While there are five very logical steps articulated by Big Blue for organisations seeking enhanced data centre energy efficiency, for most the first step of Diagnosis is the most relevant. We have a positive sentiment for the IBM Data Centre Energy Efficiency Assessment, in part due to its use of a new standardised metric to gauge the overall energy efficiency.
The lack of easily understood metrics has made it difficult for organisations to discuss how efficient their data centres are at present since few organisations would have the disparate collection of specialised knowledge requisite for such an undertaking. Further, the lack of distributed and easily moveable thermal monitoring points within the data center presents a challenge in assessing the thermal dynamics and hence the degree of resource utilisation and waste taking place.
It is clear that without a thorough monitoring assessment of heat and power usage levels it would be almost impossible for any organisation to assess its efficiency and plan for improvement. At the same time, we expect that most organisations do not have the skill set or free time by which to undertake such a study, which makes the availability of outside services from trusted third parties all the more important.
As noted by Big Blue, provisioning software can reduce power consumption on servers by up to 80 per cent. Hence the value of Tivoli management software addressing power consumption through power policies and tracking energy usage combined with PowerExecutive's ability to allocate, match, and cap power and thermal limits at the system, chassis, or rack level becomes very apparent.
We believe that once organisations have a clear understanding of their power and thermal envelopes in the data centre, such software will become a no-brainier for the data centre manager. Although the reduced cost in power consumed will likely be a welcomed result, more important is the reclamation of power and cooling capacity.
As less power is drawn, more is available for future growth, and the same can be said for cooling capacity. In an era of blades and other high-density form factors, this headroom for growth is more important than ever as organisations continue to deploy these density-packed IT technologies. This is a winning scenario as operations cost can decrease in the present but CAP EX for facilities in the future can be reduced as well.

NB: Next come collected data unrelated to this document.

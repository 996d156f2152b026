//! WebFinger client implementation based on RFC 7033
//!
//! Builds the `/.well-known/webfinger` URL for a normalized identifier, fetches the
//! JSON Resource Descriptor (JRD) and selects links from it by relation and media type.
//! https://datatracker.ietf.org/doc/html/rfc7033

use crate::identifier::{IdentifierKind, NormalizedIdentifier};
use crate::observe::{ObserverSlot, ResolveEvent, ResolveStage, SharedObserver};
use percent_encoding::{AsciiSet, NON_ALPHANUMERIC, utf8_percent_encode};
use reqwest::Client;
use serde::{Deserialize, Deserializer, Serialize};
use serde_json::{Map, Value};
use std::collections::HashMap;
use thiserror::Error;
use url::Url;

/// Error types specific to WebFinger operations
#[derive(Debug, Error)]
pub enum WebFingerError {
    #[error("Invalid resource URI: {0}")]
    InvalidResource(String),

    #[error("Failed to construct WebFinger URL: {0}")]
    UrlConstructionError(#[from] url::ParseError),

    #[error("HTTP request error: {0}")]
    RequestError(#[from] reqwest::Error),

    #[error("JSON parsing error: {0}")]
    JsonError(#[from] serde_json::Error),

    #[error("HTTP error response: {0}")]
    HttpError(reqwest::StatusCode),
}

/// Result type for WebFinger operations
pub type Result<T> = std::result::Result<T, WebFingerError>;

/// Characters left as-is in the `resource` value: RFC 3986 unreserved plus `/`.
/// Everything else is percent-encoded, a space as `%20`.
const RESOURCE_ENCODE_SET: &AsciiSet = &NON_ALPHANUMERIC
    .remove(b'-')
    .remove(b'.')
    .remove(b'_')
    .remove(b'~')
    .remove(b'/');

/// Link object as defined in RFC 7033
///
/// Every member is optional; servers in the wild omit all of them at some point.
/// A `rel`, `type` or `href` that is not a string reads as absent, so one malformed
/// link does not make the whole document unreadable.
#[derive(Debug, Clone, Default, Serialize, Deserialize)]
pub struct Link {
    /// The "rel" parameter describes the type of resource being linked
    #[serde(
        default,
        deserialize_with = "string_or_none",
        skip_serializing_if = "Option::is_none"
    )]
    pub rel: Option<String>,

    /// The "type" parameter contains the media type of the target resource
    #[serde(
        rename = "type",
        default,
        deserialize_with = "string_or_none",
        skip_serializing_if = "Option::is_none"
    )]
    pub type_: Option<String>,

    /// The "href" parameter contains the target URI
    #[serde(
        default,
        deserialize_with = "string_or_none",
        skip_serializing_if = "Option::is_none"
    )]
    pub href: Option<String>,

    /// The "titles" parameter contains human-readable labels for the link
    #[serde(skip_serializing_if = "Option::is_none")]
    pub titles: Option<Map<String, Value>>,

    /// The "properties" parameter contains additional information
    #[serde(skip_serializing_if = "Option::is_none")]
    pub properties: Option<HashMap<String, Value>>,

    /// Members outside RFC 7033, such as OStatus "template"
    #[serde(flatten)]
    pub extra: Map<String, Value>,
}

fn string_or_none<'de, D>(deserializer: D) -> std::result::Result<Option<String>, D::Error>
where
    D: Deserializer<'de>,
{
    Ok(match Value::deserialize(deserializer)? {
        Value::String(value) => Some(value),
        _ => None,
    })
}

impl Link {
    /// Whether this link satisfies `filter`. A link without the filtered-on
    /// member never matches.
    pub fn matches(&self, filter: &LinkFilter<'_>) -> bool {
        let rel_ok = filter
            .rel
            .is_none_or(|rel| self.rel.as_deref() == Some(rel));
        let type_ok = filter
            .media_type
            .is_none_or(|media_type| self.type_.as_deref() == Some(media_type));
        rel_ok && type_ok
    }
}

/// Relation and media type constraints for link selection
#[derive(Debug, Clone, Copy, Default, PartialEq, Eq)]
pub struct LinkFilter<'a> {
    pub rel: Option<&'a str>,
    pub media_type: Option<&'a str>,
}

impl<'a> LinkFilter<'a> {
    pub fn new(rel: Option<&'a str>, media_type: Option<&'a str>) -> Self {
        Self { rel, media_type }
    }

    /// The filter used to locate an ActivityPub actor
    pub fn activitypub_self() -> Self {
        Self::new(Some("self"), Some(crate::client::ACTIVITYPUB_CONTENT_TYPE))
    }
}

/// JSON Resource Descriptor (JRD) as defined in RFC 7033
#[derive(Debug, Clone, Default, Serialize, Deserialize)]
pub struct JrdResource {
    /// The "subject" parameter identifies the entity that the JRD describes
    #[serde(skip_serializing_if = "Option::is_none")]
    pub subject: Option<String>,

    /// The "aliases" parameter is an array of zero or more URI strings
    /// that identify the same entity as the "subject" URI
    #[serde(skip_serializing_if = "Option::is_none")]
    pub aliases: Option<Vec<String>>,

    /// The "properties" parameter contains additional information
    #[serde(skip_serializing_if = "Option::is_none")]
    pub properties: Option<HashMap<String, Value>>,

    /// The "links" parameter contains links related to the entity, in document order
    #[serde(skip_serializing_if = "Option::is_none")]
    pub links: Option<Vec<Link>>,

    /// Any other top-level members the server sent
    #[serde(flatten)]
    pub extra: Map<String, Value>,
}

impl JrdResource {
    /// Find the first link, in document order, that matches `filter`
    pub fn find_link(&self, filter: &LinkFilter<'_>) -> Option<&Link> {
        self.links
            .as_deref()
            .unwrap_or_default()
            .iter()
            .find(|link| link.matches(filter))
    }

    /// Find all links that match `filter`, in document order
    pub fn find_links(&self, filter: &LinkFilter<'_>) -> Vec<&Link> {
        self.links
            .as_deref()
            .unwrap_or_default()
            .iter()
            .filter(|link| link.matches(filter))
            .collect()
    }

    /// The href of the first link that matches `filter` and has an href.
    /// Matching links without one are skipped.
    pub fn first_href(&self, filter: &LinkFilter<'_>) -> Option<&str> {
        self.links
            .as_deref()
            .unwrap_or_default()
            .iter()
            .filter(|link| link.matches(filter))
            .find_map(|link| link.href.as_deref())
    }
}

/// WebFinger client implementation
#[derive(Debug, Clone)]
pub struct WebFingerClient {
    client: Client,
    scheme: &'static str,
    observer: ObserverSlot,
}

impl WebFingerClient {
    /// Create a new WebFinger client
    pub fn new() -> Self {
        Self::with_client(Client::new())
    }

    /// Create a new WebFinger client with a custom HTTP client
    pub fn with_client(client: Client) -> Self {
        Self {
            client,
            scheme: "https",
            observer: ObserverSlot::default(),
        }
    }

    /// Send discovery requests over plain `http`. Only meant for local
    /// development servers.
    pub fn with_insecure_http(mut self, enabled: bool) -> Self {
        self.scheme = if enabled { "http" } else { "https" };
        self
    }

    /// Report pipeline events to `observer`
    pub fn with_observer(mut self, observer: Option<SharedObserver>) -> Self {
        self.observer = ObserverSlot::new(observer);
        self
    }

    /// Build the WebFinger URL for `identifier`.
    ///
    /// `acct:user@domain` is looked up at `domain`; an `http(s)` URL is looked up at
    /// its own host. The whole identifier becomes the percent-encoded `resource`
    /// query parameter.
    ///
    /// # Panics
    ///
    /// Panics if an `acct:` identifier has no `@` after its first character.
    /// Callers holding user input should check
    /// [`NormalizedIdentifier::discovery_host`] first.
    pub fn webfinger_url(&self, identifier: &NormalizedIdentifier) -> Result<Url> {
        let host = match identifier.kind() {
            IdentifierKind::Acct => match identifier.acct_parts() {
                Some((_, "")) => {
                    return Err(WebFingerError::InvalidResource(format!(
                        "acct URI has an empty domain: {}",
                        identifier
                    )));
                }
                Some((_, domain)) => domain.to_string(),
                None => panic!(
                    "acct identifier '{}' has no '@' separating user and domain",
                    identifier
                ),
            },
            IdentifierKind::Url => identifier.discovery_host().ok_or_else(|| {
                WebFingerError::InvalidResource(format!(
                    "Cannot extract host from URI: {}",
                    identifier
                ))
            })?,
        };

        let mut webfinger_url =
            Url::parse(&format!("{}://{}/.well-known/webfinger", self.scheme, host))?;
        // Not query_pairs_mut: form encoding turns a space into `+`
        webfinger_url.set_query(Some(&format!(
            "resource={}",
            utf8_percent_encode(identifier.as_str(), RESOURCE_ENCODE_SET)
        )));

        Ok(webfinger_url)
    }

    /// Perform a WebFinger lookup and return the parsed JRD
    pub async fn finger(&self, identifier: &NormalizedIdentifier) -> Result<JrdResource> {
        match self.lookup(identifier).await {
            Ok((webfinger_url, jrd)) => {
                self.observer.emit(ResolveEvent::DiscoveryQueried {
                    identifier,
                    url: &webfinger_url,
                });
                Ok(jrd)
            }
            Err(err) => {
                self.observer.emit(ResolveEvent::Failed {
                    stage: ResolveStage::Discovery,
                    target: identifier.as_str(),
                    error: &err,
                });
                Err(err)
            }
        }
    }

    async fn lookup(&self, identifier: &NormalizedIdentifier) -> Result<(Url, JrdResource)> {
        let webfinger_url = self.webfinger_url(identifier)?;

        let response = self.client.get(webfinger_url.clone()).send().await?;

        if !response.status().is_success() {
            return Err(WebFingerError::HttpError(response.status()));
        }

        let body = response.text().await?;
        let jrd = serde_json::from_str::<JrdResource>(&body)?;

        Ok((webfinger_url, jrd))
    }

    /// Look up `identifier` and return the href of the first link matching `filter`.
    ///
    /// `Ok(None)` means the lookup worked but no usable link was found.
    pub async fn first_link_href(
        &self,
        identifier: &NormalizedIdentifier,
        filter: LinkFilter<'_>,
    ) -> Result<Option<String>> {
        let jrd = self.finger(identifier).await?;
        let href = jrd.first_href(&filter).map(str::to_string);

        self.observer.emit(ResolveEvent::LinkSelected {
            identifier,
            rel: filter.rel,
            media_type: filter.media_type,
            href: href.as_deref(),
        });

        Ok(href)
    }
}

impl Default for WebFingerClient {
    fn default() -> Self {
        Self::new()
    }
}
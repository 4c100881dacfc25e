pub const USAGE: &str = "\
usage:
  robochat chat [--robot NAME] [--topic ID] [--model PROVIDER/MODEL]... [--offline] PROMPT...
  robochat topics [--robot NAME]
  robochat history TOPIC_ID

Settings are read from the robochat directory under the user config dir.
Set RUST_LOG (for example RUST_LOG=robochat_core=debug) for diagnostics.";

#[derive(Debug, Clone, PartialEq, Eq)]
pub enum Command {
    Chat(ChatArgs),
    Topics { robot: Option<String> },
    History { topic: String },
    Help,
}

#[derive(Debug, Clone, Default, PartialEq, Eq)]
pub struct ChatArgs {
    pub robot: Option<String>,
    pub topic: Option<String>,
    /// Each one gets its own response, in order.
    pub models: Vec<String>,
    /// Answers with the scripted echo provider instead of the network.
    pub offline: bool,
    pub prompt: String,
}

/// Parses the arguments after the program name.
pub fn parse(args: impl IntoIterator<Item = String>) -> Result<Command, String> {
    let mut args = args.into_iter();
    let Some(command) = args.next() else {
        return Ok(Command::Help);
    };

    match command.as_str() {
        "chat" => parse_chat(args).map(Command::Chat),
        "topics" => {
            let mut robot = None;
            while let Some(arg) = args.next() {
                match arg.as_str() {
                    "--robot" => robot = Some(value_for("--robot", args.next())?),
                    other => return Err(format!("unexpected argument `{other}` for topics")),
                }
            }
            Ok(Command::Topics { robot })
        }
        "history" => {
            let topic = value_for("history", args.next())?;
            if let Some(extra) = args.next() {
                return Err(format!("unexpected argument `{extra}` for history"));
            }
            Ok(Command::History { topic })
        }
        "help" | "--help" | "-h" => Ok(Command::Help),
        other => Err(format!("unknown command `{other}`")),
    }
}

fn parse_chat(mut args: impl Iterator<Item = String>) -> Result<ChatArgs, String> {
    let mut chat = ChatArgs::default();
    let mut words = Vec::new();
    while let Some(arg) = args.next() {
        match arg.as_str() {
            "--robot" => chat.robot = Some(value_for("--robot", args.next())?),
            "--topic" => chat.topic = Some(value_for("--topic", args.next())?),
            "--model" => chat.models.push(value_for("--model", args.next())?),
            "--offline" => chat.offline = true,
            "--" => {
                words.extend(args.by_ref());
                break;
            }
            flag if flag.starts_with("--") => return Err(format!("unknown flag `{flag}`")),
            _ => words.push(arg),
        }
    }

    chat.prompt = words.join(" ").trim().to_string();
    if chat.prompt.is_empty() {
        return Err("chat needs a prompt".to_string());
    }
    Ok(chat)
}

fn value_for(flag: &str, value: Option<String>) -> Result<String, String> {
    value
        .map(|value| value.trim().to_string())
        .filter(|value| !value.is_empty())
        .ok_or_else(|| format!("`{flag}` needs a value"))
}

#[cfg(test)]
mod tests {
    use super::*;

    fn args(raw: &[&str]) -> Vec<String> {
        raw.iter().map(|arg| arg.to_string()).collect()
    }

    #[test]
    fn chat_collects_flags_and_prompt_words() {
        let command = parse(args(&[
            "chat", "--robot", "coder", "--model", "openai/gpt-4o", "--offline", "why", "rust?",
        ]))
        .expect("chat parses");

        assert_eq!(
            command,
            Command::Chat(ChatArgs {
                robot: Some("coder".to_string()),
                topic: None,
                models: vec!["openai/gpt-4o".to_string()],
                offline: true,
                prompt: "why rust?".to_string(),
            })
        );
    }

    #[test]
    fn double_dash_keeps_flag_like_words() {
        let command = parse(args(&["chat", "--", "--offline", "is", "a", "flag"])).expect("parses");
        let Command::Chat(chat) = command else {
            panic!("expected chat");
        };
        assert!(!chat.offline);
        assert_eq!(chat.prompt, "--offline is a flag");
    }

    #[test]
    fn rejects_incomplete_invocations() {
        assert!(parse(args(&["chat"])).is_err());
        assert!(parse(args(&["chat", "--topic"])).is_err());
        assert!(parse(args(&["chat", "--verbose", "hi"])).is_err());
        assert!(parse(args(&["history"])).is_err());
        assert!(parse(args(&["launch"])).is_err());
        assert_eq!(parse(Vec::new()), Ok(Command::Help));
        assert_eq!(
            parse(args(&["topics", "--robot", "coder"])),
            Ok(Command::Topics {
                robot: Some("coder".to_string())
            })
        );
    }
}
/// A user message carrying `text` as its single main-text block.
/// Ends assistant messages that were still pending or streaming when they were stored.
///
/// They are treated like an aborted response: open blocks pause, an interrupted marker
/// carries the partial text and the message becomes `Success`. Returns every block that
/// changed or was added.
fn settle_unfinished_responses(
    messages: &mut [Message],
    blocks: &mut Vec<MessageBlock>,
) -> Vec<MessageBlock> {
    let mut settled = Vec::new();
    for message in messages
        .iter_mut()
        .filter(|message| message.is_assistant() && message.status.is_in_flight())
    {
        let partial = message
            .blocks
            .iter()
            .rev()
            .filter_map(|block_id| blocks.iter().find(|block| block.id == *block_id))
            .find_map(|block| match &block.kind {
                BlockKind::MainText { content } => Some(content.clone()),
                _ => None,
            })
            .unwrap_or_default();
        let marker_kind = BlockKind::Interrupted { content: partial };

        let mut placeholder = None;
        for block in blocks
            .iter_mut()
            .filter(|block| block.message_id == message.id && !block.status.is_terminal())
        {
            if block.kind == BlockKind::Unknown && placeholder.is_none() {
                block.apply(BlockUpdate::kind(marker_kind.clone()).with_status(BlockStatus::Paused));
                placeholder = Some(block.id);
            } else {
                block.apply(BlockUpdate::status(BlockStatus::Paused));
            }
            settled.push(block.clone());
        }

        let mut update = MessageUpdate::status(MessageStatus::Success);
        if placeholder.is_none() {
            let marker = MessageBlock::new(message.id, marker_kind, BlockStatus::Paused);
            update = update.append_block(marker.id);
            settled.push(marker.clone());
            blocks.push(marker);
        }
        message.apply(update);
    }
    settled
}

pub fn user_text_message(topic_id: TopicId, text: &str) -> (Message, Vec<MessageBlock>) {
    let message = Message::user(topic_id);
    let block = MessageBlock::new(message.id, BlockKind::main_text(text), BlockStatus::Success);
    let message = message.with_blocks(vec![block.id]);
    (message, vec![block])
}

Finally, we are always intrigued by liquid cooling. At one time, this was considered the dinosaur of IT yet, like its partner the mainframe, the technology has reinvented itself to become very relevant again. Chilled doors have streamlined the implementation of liquid cooling; however, in the highest echelons of computing, namely massively scaled systems, we see the potential for chilled plumbing making a comeback. Liquids can effectively remove heat from the insides of cabinets and racks, but if the heat is simply exchanged back into the data centre air, the heat has merely been moved, not removed. By delivering this heat outside of the data centre, the potential for liquid cooling will become more evident.
Overall, the extent of this initiative is considerable, even by Big Blue standards. We are glad to see the company restate its intentions to be a primary player in energy efficiency and expect the competitive pressure in this arena to help address one of the most daunting issues facing corporate IT managers at present.